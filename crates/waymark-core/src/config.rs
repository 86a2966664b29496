use std::collections::HashMap;
use std::path::Path;

use serde::{Deserialize, Deserializer, Serialize};

use crate::decode::{NameReplacement, StandardDecoder};
use crate::error::ConfigError;
use crate::model::SiteContext;

/// Top-level configuration for waymark
#[derive(Debug, Clone, Serialize, Deserialize)]
#[serde(rename_all = "camelCase")]
pub struct WaymarkConfig {
    #[serde(default)]
    pub link_provider: LinkProviderConfig,
    /// Sites known to the host
    #[serde(default)]
    pub sites: Vec<SiteContext>,
    /// Name of the content store serving requests
    #[serde(default = "default_store")]
    pub store: String,
    #[serde(default)]
    pub logging: LoggingConfig,
}

/// Friendly URL provider settings, loaded once at startup and never mutated
#[derive(Debug, Clone, PartialEq, Eq, Serialize, Deserialize)]
#[serde(rename_all = "camelCase", default)]
pub struct LinkProviderConfig {
    /// Redirect requests that did not use the friendly URL
    pub force_friendly_url: bool,
    pub trailing_slash: bool,
    /// Only rewrite URLs of nodes below the site's start path
    pub only_apply_for_site_content: bool,
    /// Lower-cased site names the provider is restricted to
    #[serde(deserialize_with = "site_list")]
    pub apply_for_sites: Option<Vec<String>>,
    /// Lower-cased site names the provider is disabled for
    #[serde(deserialize_with = "site_list")]
    pub ignore_for_sites: Option<Vec<String>>,
    /// Store name treated as the administrative store
    pub administrative_store: String,
    pub encode_name_replacements: Vec<NameReplacement>,
    /// Suffix appended by the base generator when extensions are requested
    pub extension: String,
}

/// Logging settings
#[derive(Debug, Clone, Serialize, Deserialize)]
#[serde(rename_all = "camelCase")]
pub struct LoggingConfig {
    /// Default log filter when `RUST_LOG` is not set
    #[serde(default = "default_log_level")]
    pub level: String,
}

fn default_store() -> String {
    "web".to_string()
}

fn default_log_level() -> String {
    "warn".to_string()
}

impl Default for LoggingConfig {
    fn default() -> Self {
        Self {
            level: default_log_level(),
        }
    }
}

impl Default for LinkProviderConfig {
    fn default() -> Self {
        Self {
            force_friendly_url: false,
            trailing_slash: false,
            only_apply_for_site_content: false,
            apply_for_sites: None,
            ignore_for_sites: None,
            administrative_store: "core".to_string(),
            encode_name_replacements: Vec::new(),
            extension: ".aspx".to_string(),
        }
    }
}

impl Default for WaymarkConfig {
    fn default() -> Self {
        Self {
            link_provider: LinkProviderConfig::default(),
            sites: Vec::new(),
            store: default_store(),
            logging: LoggingConfig::default(),
        }
    }
}

impl LinkProviderConfig {
    /// Parse provider attributes (`forceFriendlyUrl="true"`, `applyForSites="a, b"`, ...)
    pub fn from_attributes(attributes: &HashMap<String, String>) -> Result<Self, ConfigError> {
        let mut config = Self::default();

        config.force_friendly_url = bool_attribute(attributes, "forceFriendlyUrl")?;
        config.trailing_slash = bool_attribute(attributes, "trailingSlash")?;
        config.only_apply_for_site_content =
            bool_attribute(attributes, "onlyApplyForSiteContent")?;
        config.apply_for_sites = attributes
            .get("applyForSites")
            .and_then(|value| parse_site_list(value));
        config.ignore_for_sites = attributes
            .get("ignoreForSites")
            .and_then(|value| parse_site_list(value));

        if let Some(store) = attributes.get("administrativeStore") {
            if !store.trim().is_empty() {
                config.administrative_store = store.trim().to_string();
            }
        }

        Ok(config)
    }

    /// Whether friendly URLs are enabled for the named site
    pub fn applies_to_site(&self, site_name: &str) -> bool {
        let site_name = site_name.to_lowercase();

        if let Some(ignored) = &self.ignore_for_sites {
            if ignored.contains(&site_name) {
                return false;
            }
        }

        match &self.apply_for_sites {
            Some(allowed) => allowed.contains(&site_name),
            None => true,
        }
    }

    pub fn is_administrative(&self, store_name: &str) -> bool {
        store_name.eq_ignore_ascii_case(&self.administrative_store)
    }

    /// Decoder matching the configured name replacements
    pub fn decoder(&self) -> StandardDecoder {
        StandardDecoder::new(self.encode_name_replacements.clone())
    }
}

impl WaymarkConfig {
    /// Parse and validate a YAML configuration
    pub fn from_yaml(content: &str) -> Result<Self, ConfigError> {
        let config: Self = serde_yaml::from_str(content)?;
        config.validate()?;
        Ok(config)
    }

    pub fn load(path: &Path) -> Result<Self, ConfigError> {
        let content = std::fs::read_to_string(path).map_err(|source| ConfigError::Io {
            path: path.to_path_buf(),
            source,
        })?;
        Self::from_yaml(&content)
    }

    /// Look up a site by name, ignoring case
    pub fn site(&self, name: &str) -> Result<&SiteContext, ConfigError> {
        self.sites
            .iter()
            .find(|site| site.is_named(name))
            .ok_or_else(|| ConfigError::UnknownSite(name.to_string()))
    }

    fn validate(&self) -> Result<(), ConfigError> {
        for (i, site) in self.sites.iter().enumerate() {
            if self.sites[..i].iter().any(|other| other.is_named(&site.name)) {
                return Err(ConfigError::DuplicateSite(site.name.clone()));
            }
            // the tree has no node at `/`, sites start below a top-level node
            if site.root_path.trim_matches('/').is_empty() {
                return Err(ConfigError::InvalidSite {
                    name: site.name.clone(),
                    reason: format!("rootPath {:?} does not name a node", site.root_path),
                });
            }
        }
        Ok(())
    }
}

/// Split a comma-separated site list. Spaces are dropped and names lower-cased;
/// an empty value means no list at all.
pub fn parse_site_list(value: &str) -> Option<Vec<String>> {
    let compact = value.replace(' ', "").to_lowercase();
    if compact.is_empty() {
        return None;
    }

    let names: Vec<String> = compact
        .split(',')
        .filter(|name| !name.is_empty())
        .map(str::to_string)
        .collect();

    if names.is_empty() {
        None
    } else {
        Some(names)
    }
}

fn bool_attribute(attributes: &HashMap<String, String>, name: &str) -> Result<bool, ConfigError> {
    let Some(value) = attributes.get(name) else {
        return Ok(false);
    };

    match value.trim().to_ascii_lowercase().as_str() {
        "" | "false" | "0" | "no" => Ok(false),
        "true" | "1" | "yes" => Ok(true),
        _ => Err(ConfigError::InvalidAttribute {
            name: name.to_string(),
            value: value.clone(),
        }),
    }
}

fn site_list<'de, D>(deserializer: D) -> Result<Option<Vec<String>>, D::Error>
where
    D: Deserializer<'de>,
{
    #[derive(Deserialize)]
    #[serde(untagged)]
    enum SiteList {
        Csv(String),
        List(Vec<String>),
    }

    Ok(match Option::<SiteList>::deserialize(deserializer)? {
        None => None,
        Some(SiteList::Csv(value)) => parse_site_list(&value),
        Some(SiteList::List(names)) => parse_site_list(&names.join(",")),
    })
}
# # # #
Search the records for the word "HashMap" and copy out every line that holds it.

use std::collections::HashMap;
    pub fn from_attributes(attributes: &HashMap<String, String>) -> Result<Self, ConfigError> {
fn bool_attribute(attributes: &HashMap<String, String>, name: &str) -> Result<bool, ConfigError> {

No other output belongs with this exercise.